The company announced the new 12,000-square foot facility, which will include state-of-the-art research laboratories, Thursday morning. The new site will be located on the lower east side of Manhattan at the Alexandria Center for Life Science. The company’s labs will support the development of its CAR-T pipeline in support of ongoing oncology research and other types of therapeutic services, the company said in a press release.

Paris-based Cellectis’ stock was down slightly from its Wednesday’s close of $31.89 following the announcement of the new facility.

The company chose its new location at the Alexandria Center due to the number of biotech companies, academic and medical institutions in the area, Andre Choulika, chief executive officer of Cellectis said in a statement. Additionally Choulika noted the “robust financial” markets in the area, resources the company may like to tap into in support of future funding for research and development.

Cellectis did not disclose how many employees the new facility would support, nor if the positions would be for new hires or transfers of existing employees. A grand opening of the new facility is set for April 16.

T cells are cells present in all humans that survey potential infections and contaminations. When T cells detect an infection, they kill contaminated cells and start amplifying significantly until the infection is resolved. An engineered T cell can in particular be converted into an allogeneic product or resist existing cancer treatments, or it can overcome checkpoint inhibition. Cellectis is focusing on certain types of cancers, particularly leukemia (B cells malignancies) and solid tumors (12 antigenic targets).

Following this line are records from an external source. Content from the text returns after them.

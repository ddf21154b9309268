//! Configuration types and loading from `~/.nodelink/config.toml`.
//!
//! Every section is optional; missing values fall back to their defaults.

use crate::error::{NodeLinkError, NodeLinkResult};
use serde::{Deserialize, Serialize};
use std::path::{Path, PathBuf};
use tracing::info;

/// Root configuration.
#[derive(Debug, Clone, Default, Serialize, Deserialize)]
#[serde(default)]
pub struct NodeLinkConfig {
    pub node: NodeConfig,
    pub routing: RoutingConfig,
    pub rpc: RpcConfig,
    pub health: HealthCheckConfig,
    pub uplink: UplinkConfig,
}

impl NodeLinkConfig {
    /// Parse a configuration from TOML text.
    pub fn from_toml_str(contents: &str) -> NodeLinkResult<Self> {
        toml::from_str(contents).map_err(|e| NodeLinkError::Config(e.to_string()))
    }
}

/// Identity, listeners and outgoing connections of a node.
#[derive(Debug, Clone, Serialize, Deserialize)]
#[serde(default)]
pub struct NodeConfig {
    /// Persistent installation id.
    pub instance_id: String,
    /// Human-readable node name.
    pub display_name: String,
    /// Whether this node forwards requests for other nodes.
    pub is_relay: bool,
    /// Contact points to listen on (`tcp:host:port` or `inproc:name`).
    pub listen: Vec<String>,
    /// Configured outgoing connections.
    pub connections: Vec<ConnectionConfig>,
    /// Optional pre-shared key; when set, handshakes are HMAC-authenticated.
    pub shared_secret: Option<String>,
    /// Remote IPs allowed to connect. Empty accepts everyone.
    pub allowed_ips: Vec<String>,
    pub handshake_timeout_ms: u64,
    pub request_timeout_ms: u64,
    /// Timeout for requests forwarded on behalf of other nodes.
    pub forwarding_timeout_ms: u64,
}

impl Default for NodeConfig {
    fn default() -> Self {
        Self {
            instance_id: uuid::Uuid::new_v4().simple().to_string(),
            display_name: "nodelink-node".to_string(),
            is_relay: false,
            listen: Vec::new(),
            connections: Vec::new(),
            shared_secret: None,
            allowed_ips: Vec::new(),
            handshake_timeout_ms: 5_000,
            request_timeout_ms: 40_000,
            forwarding_timeout_ms: 30_000,
        }
    }
}

/// One configured outgoing connection and its reconnect policy.
#[derive(Debug, Clone, Serialize, Deserialize)]
#[serde(default)]
pub struct ConnectionConfig {
    pub contact_point: String,
    /// Connect when the node starts.
    pub auto_start: bool,
    /// Reconnect after failures and unexpected disconnects.
    pub auto_retry: bool,
    pub retry_initial_delay_ms: u64,
    pub retry_delay_multiplier: f64,
    pub retry_max_delay_ms: u64,
}

impl Default for ConnectionConfig {
    fn default() -> Self {
        Self {
            contact_point: String::new(),
            auto_start: true,
            auto_retry: true,
            retry_initial_delay_ms: 5_000,
            retry_delay_multiplier: 1.5,
            retry_max_delay_ms: 300_000,
        }
    }
}

/// How a second live session of an already connected installation is handled.
#[derive(Debug, Clone, Copy, PartialEq, Eq, Default, Serialize, Deserialize)]
#[serde(rename_all = "snake_case")]
pub enum CollisionPolicyKind {
    /// The newer session replaces the existing one.
    #[default]
    PreferNewest,
    /// The existing session stays; the newcomer is refused.
    KeepExisting,
}

/// A route that is not learned from a direct link.
#[derive(Debug, Clone, PartialEq, Eq, Serialize, Deserialize)]
pub struct StaticRouteConfig {
    /// Destination node id (`instance:session`).
    pub destination: String,
    /// Directly connected node id used as next hop.
    pub via: String,
}

/// Request routing settings.
#[derive(Debug, Clone, Default, Serialize, Deserialize)]
#[serde(default)]
pub struct RoutingConfig {
    pub collision_policy: CollisionPolicyKind,
    pub static_routes: Vec<StaticRouteConfig>,
}

/// Remote service call settings.
#[derive(Debug, Clone, Serialize, Deserialize)]
#[serde(default)]
pub struct RpcConfig {
    pub call_timeout_ms: u64,
    /// Lifetime of callback objects and proxies without renewal.
    pub callback_ttl_secs: u64,
    /// How often expired callback entries are swept and proxies renewed.
    pub callback_sweep_interval_secs: u64,
}

impl Default for RpcConfig {
    fn default() -> Self {
        Self {
            call_timeout_ms: 40_000,
            callback_ttl_secs: 600,
            callback_sweep_interval_secs: 60,
        }
    }
}

/// Periodic health checks on outgoing channels.
#[derive(Debug, Clone, Serialize, Deserialize)]
#[serde(default)]
pub struct HealthCheckConfig {
    pub enabled: bool,
    pub interval_ms: u64,
    /// Maximum random deviation added to or subtracted from the interval.
    pub jitter_ms: u64,
    pub timeout_ms: u64,
    /// Consecutive failures after which a channel is considered broken.
    pub max_consecutive_failures: u32,
}

impl Default for HealthCheckConfig {
    fn default() -> Self {
        Self {
            enabled: true,
            interval_ms: 20_000,
            jitter_ms: 5_000,
            timeout_ms: 10_000,
            max_consecutive_failures: 3,
        }
    }
}

/// What the relay does with unknown message types on the default channel.
#[derive(Debug, Clone, Copy, PartialEq, Eq, Default, Serialize, Deserialize)]
#[serde(rename_all = "snake_case")]
pub enum UnknownMessagePolicy {
    /// Send the message back to its sender unchanged (development setups).
    Echo,
    /// Log and drop the message.
    #[default]
    Reject,
}

/// Uplink relay and session settings.
#[derive(Debug, Clone, Serialize, Deserialize)]
#[serde(default)]
pub struct UplinkConfig {
    /// Address the relay listens on, if any.
    pub listen_addr: Option<String>,
    /// Honor the test-simulation handshake keys.
    pub allow_test_handshake_flags: bool,
    pub unknown_message_policy: UnknownMessagePolicy,
    pub heartbeat_interval_ms: u64,
    pub heartbeat_jitter_ms: u64,
    /// How long a heartbeat may stay unanswered.
    pub heartbeat_response_timeout_ms: u64,
    /// A session with no incoming traffic for this long is closed.
    pub idle_timeout_ms: u64,
    pub channel_init_attempts: u32,
    pub channel_init_retry_delay_ms: u64,
}

impl Default for UplinkConfig {
    fn default() -> Self {
        Self {
            listen_addr: None,
            allow_test_handshake_flags: false,
            unknown_message_policy: UnknownMessagePolicy::Reject,
            heartbeat_interval_ms: 30_000,
            heartbeat_jitter_ms: 5_000,
            heartbeat_response_timeout_ms: 20_000,
            idle_timeout_ms: 120_000,
            channel_init_attempts: 5,
            channel_init_retry_delay_ms: 500,
        }
    }
}

/// Load configuration from a TOML file, with defaults.
pub fn load_config(path: Option<&Path>) -> NodeLinkConfig {
    let config_path = path
        .map(|p| p.to_path_buf())
        .unwrap_or_else(default_config_path);

    if !config_path.exists() {
        info!(path = %config_path.display(), "No config file found, using defaults");
        return NodeLinkConfig::default();
    }

    match std::fs::read_to_string(&config_path) {
        Ok(contents) => match NodeLinkConfig::from_toml_str(&contents) {
            Ok(config) => {
                info!(path = %config_path.display(), "Loaded configuration");
                config
            }
            Err(e) => {
                tracing::warn!(
                    error = %e,
                    path = %config_path.display(),
                    "Failed to parse config, using defaults"
                );
                NodeLinkConfig::default()
            }
        },
        Err(e) => {
            tracing::warn!(
                error = %e,
                path = %config_path.display(),
                "Failed to read config file, using defaults"
            );
            NodeLinkConfig::default()
        }
    }
}

/// `~/.nodelink/config.toml`, or `./config.toml` without a home directory.
pub fn default_config_path() -> PathBuf {
    dirs::home_dir()
        .map(|h| h.join(".nodelink"))
        .unwrap_or_else(|| PathBuf::from("."))
        .join("config.toml")
}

Cellectis currently has four drugs in its pipeline, including lead candidate UCART19, used in treatment for leukemias and lymphomas. In February 2014 Cellectis signed an agreement with Servier to develop UCART19. The agreement also included research, development, and potentially the commercialization of five other product candidates targeting solid tumors. The financial terms of the collaboration included an upfront payment of $10 million and up to $140 million for each of the six product candidates potentially developed.

In addition to the deal with Servier, Cellectis and Pfizer Inc. partnered last year to develop CAR-T therapies. Under the agreement Pfizer can choose 15 oncology targets and the two companies will complete preclinical work together. Pfizer will then develop the CART therapies through clinical trials. Cellectis will select 12 oncology targets, four of which it will work with Pfizer on and eight of which it will work on independently.

Cellectis had revenues of $25.3 million in 2014, primarily due to deals signed with Pfizer and Sevier.